Edit, found this-NBC Sports Chicago has the regional rights contract for the White Sox, Bulls and Blackhawks, with those contracts all set to expire in October, 2024.


So if he does turn Charge into a home for the above teams, NBC Sports Chicago will be gone no matter what.
 
So if he does turn Charge into a home for the above teams, NBC Sports Chicago will be gone no matter what.
time for the Blackhawks to team up with cubs to give marquee year round live sports?

Also will jerry reinsdorf try OTA pay tv again this time on ATSC 3.0?
 
I wonder if something is up with the NBC RSNs
The math for Comcast/NBC is really no different than it is for Sinclair or WBD (AT&T). Unbundling has killed this genre of entertainment, the first of many genres to go away.

The RSN will die more slowly in big markets, and Comcast has way less debt, but the direction is the same. Comcast has just big cities, but the direction is still downward. It sold the Washington version last year, it gets renamed before next season. With the A's going to Las Vegas, it just has a full set in San Francisco and Philadelphia, along with the NBA only in Boston.
 
The math for Comcast/NBC is really no different than it is for Sinclair or WBD (AT&T). Unbundling has killed this genre of entertainment, the first of many genres to go away.

The RSN will die more slowly in big markets, and Comcast has way less debt,
Comcast has about $100 Billion in debt (na lot more then Diamond) with only 5 Billion in cash, they also have been trying to refinance some of it ( not a good time for that) but with everything dried up right now, especially the bonds markets now, not having much luck.

Also spending a lot right now, expanding Wireless and Broadband, plus building a third theme park, which will pay for itself, but still does not open till 2025.

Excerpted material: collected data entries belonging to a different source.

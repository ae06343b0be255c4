use std::collections::{BTreeMap, HashSet};

use serde::{Deserialize, Serialize};

use crate::corpus::DocumentRecord;
use crate::entity::{EntityLabel, EntityMention};
use crate::rules::RuleSet;
use crate::segment::{truncate_chars, Segmenter, MIN_RELATION_SENTENCE_LEN};

/// Maximum length of an evidence sentence carried on a triple.
const MAX_EVIDENCE_LEN: usize = 200;

#[derive(Debug, Clone, Copy, PartialEq, Eq, Hash, Serialize, Deserialize)]
#[serde(rename_all = "snake_case")]
pub enum RelationKind {
    Uses,
    Targets,
    OperatesIn,
    Attacks,
    ExploitsSoftware,
    ExploitsVulnerability,
    Involves,
}

impl RelationKind {
    #[must_use]
    pub fn as_str(&self) -> &'static str {
        match self {
            Self::Uses => "uses",
            Self::Targets => "targets",
            Self::OperatesIn => "operates_in",
            Self::Attacks => "attacks",
            Self::ExploitsSoftware => "exploits_software",
            Self::ExploitsVulnerability => "exploits_vulnerability",
            Self::Involves => "involves",
        }
    }
}

impl std::fmt::Display for RelationKind {
    fn fmt(&self, f: &mut std::fmt::Formatter<'_>) -> std::fmt::Result {
        f.write_str(self.as_str())
    }
}

impl std::str::FromStr for RelationKind {
    type Err = crate::Error;

    fn from_str(s: &str) -> Result<Self, Self::Err> {
        match s {
            "uses" => Ok(Self::Uses),
            "targets" => Ok(Self::Targets),
            "operates_in" => Ok(Self::OperatesIn),
            "attacks" => Ok(Self::Attacks),
            "exploits_software" => Ok(Self::ExploitsSoftware),
            "exploits_vulnerability" => Ok(Self::ExploitsVulnerability),
            "involves" => Ok(Self::Involves),
            _ => Err(crate::Error::InvalidRelationKind(s.to_string())),
        }
    }
}

/// A head-relation-tail assertion with the first evidence sentence seen.
/// Deduplicated globally over the whole corpus by the literal
/// `head|relation|tail` key.
#[derive(Debug, Clone, Serialize, Deserialize)]
pub struct RelationTriple {
    pub head: String,
    pub relation: RelationKind,
    pub tail: String,
    pub evidence: String,
}

impl RelationTriple {
    #[must_use]
    pub fn dedup_key(&self) -> String {
        format!("{}|{}|{}", self.head, self.relation, self.tail)
    }
}

/// How entity presence in a sentence is decided.
#[derive(Debug, Clone, Copy, PartialEq, Eq, Default)]
pub enum MatchMode {
    /// Case-insensitive substring containment. Known to false-positive on
    /// short entity strings embedded in longer words; kept as the default
    /// for compatibility with existing outputs.
    #[default]
    Substring,
    /// Substring containment with word boundaries on both sides. Stricter,
    /// fewer false positives, different node/edge counts.
    WordBoundary,
}

/// Projection of a mention kept in the cross-corpus entity index.
#[derive(Debug, Clone)]
struct IndexedEntity {
    text: String,
    label: EntityLabel,
}

/// Re-scans sentences for trigger phrases and cross-references the entities
/// visible in each sentence into typed triples.
pub struct RelationExtractor<'a> {
    rules: &'a RuleSet,
    segmenter: &'a Segmenter,
    mode: MatchMode,
}

impl<'a> RelationExtractor<'a> {
    #[must_use]
    pub fn new(rules: &'a RuleSet, segmenter: &'a Segmenter) -> Self {
        Self {
            rules,
            segmenter,
            mode: MatchMode::default(),
        }
    }

    #[must_use]
    pub fn with_mode(mut self, mode: MatchMode) -> Self {
        self.mode = mode;
        self
    }

    /// Extract triples for the whole corpus. The entity index is built once
    /// from all mentions; the seen-set spans every document.
    pub fn extract(
        &self,
        documents: &[DocumentRecord],
        mentions: &[EntityMention],
    ) -> Vec<RelationTriple> {
        let index = build_entity_index(mentions);

        let mut triples = Vec::new();
        let mut seen: HashSet<String> = HashSet::new();

        for doc in documents {
            let text = doc.combined_text();
            for sentence in self.segmenter.sentences(&text, MIN_RELATION_SENTENCE_LEN) {
                self.extract_sentence(sentence, &doc.group_name, &index, &mut seen, &mut triples);
            }
        }

        tracing::info!(triples = triples.len(), "relation extraction complete");
        triples
    }

    fn extract_sentence(
        &self,
        sentence: &str,
        group_name: &str,
        index: &BTreeMap<String, Vec<IndexedEntity>>,
        seen: &mut HashSet<String>,
        triples: &mut Vec<RelationTriple>,
    ) {
        let sentence_lower = sentence.to_lowercase();

        let found: Vec<&IndexedEntity> = index
            .iter()
            .filter(|(key, _)| self.occurs_in(&sentence_lower, key))
            .flat_map(|(_, entries)| entries.iter())
            .collect();

        // A relation needs at least two participants.
        if found.len() < 2 {
            return;
        }

        let evidence = truncate_chars(sentence, MAX_EVIDENCE_LEN).to_string();

        for rule in &self.rules.relation_rules {
            if !rule.trigger.is_match(sentence) {
                continue;
            }
            for entity in &found {
                if rule.eligible.contains(&entity.label) {
                    push_deduped(
                        RelationTriple {
                            head: group_name.to_string(),
                            relation: rule.kind,
                            tail: entity.text.clone(),
                            evidence: evidence.clone(),
                        },
                        seen,
                        triples,
                    );
                }
            }
        }

        // Events invert direction: the event is the head, regardless of
        // any trigger phrase.
        for entity in &found {
            if entity.label == EntityLabel::Event {
                push_deduped(
                    RelationTriple {
                        head: entity.text.clone(),
                        relation: RelationKind::Involves,
                        tail: group_name.to_string(),
                        evidence: evidence.clone(),
                    },
                    seen,
                    triples,
                );
            }
        }
    }

    fn occurs_in(&self, sentence_lower: &str, key: &str) -> bool {
        match self.mode {
            MatchMode::Substring => sentence_lower.contains(key),
            MatchMode::WordBoundary => contains_word(sentence_lower, key),
        }
    }
}

/// First writer wins: a triple already seen keeps its original evidence.
fn push_deduped(
    triple: RelationTriple,
    seen: &mut HashSet<String>,
    triples: &mut Vec<RelationTriple>,
) {
    if seen.insert(triple.dedup_key()) {
        triples.push(triple);
    }
}

fn build_entity_index(mentions: &[EntityMention]) -> BTreeMap<String, Vec<IndexedEntity>> {
    let mut index: BTreeMap<String, Vec<IndexedEntity>> = BTreeMap::new();
    for mention in mentions {
        index
            .entry(mention.entity_text.to_lowercase())
            .or_default()
            .push(IndexedEntity {
                text: mention.entity_text.clone(),
                label: mention.label,
            });
    }
    index
}

/// Substring occurrence where both ends fall on non-word characters or the
/// string boundary.
fn contains_word(haystack: &str, needle: &str) -> bool {
    if needle.is_empty() {
        return false;
    }
    let mut from = 0;
    while let Some(pos) = haystack[from..].find(needle) {
        let start = from + pos;
        let end = start + needle.len();
        let before_ok = haystack[..start]
            .chars()
            .next_back()
            .is_none_or(|c| !c.is_alphanumeric() && c != '_');
        let after_ok = haystack[end..]
            .chars()
            .next()
            .is_none_or(|c| !c.is_alphanumeric() && c != '_');
        if before_ok && after_ok {
            return true;
        }
        from = end;
    }
    false
}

Comcast/Universal was Wall Streets top choice to buy out Warner/Discovery next year, but now has soured on that based on Warners‘ debt of $48 Billion, which exceeds its market cap of 27 Billion.
 
Warner Bros. Discovery was formed by AT&T spinning off WarnerMedia as a new free-standing corporation. As such, there's no longer any ownership relationship between WBD and AT&T.
WBD brand of RSN is "AT&T Sportsnet". That is all I was referring to. Just as I would say Comcast (NBC Sport Channel) or Sinclair (Bally's).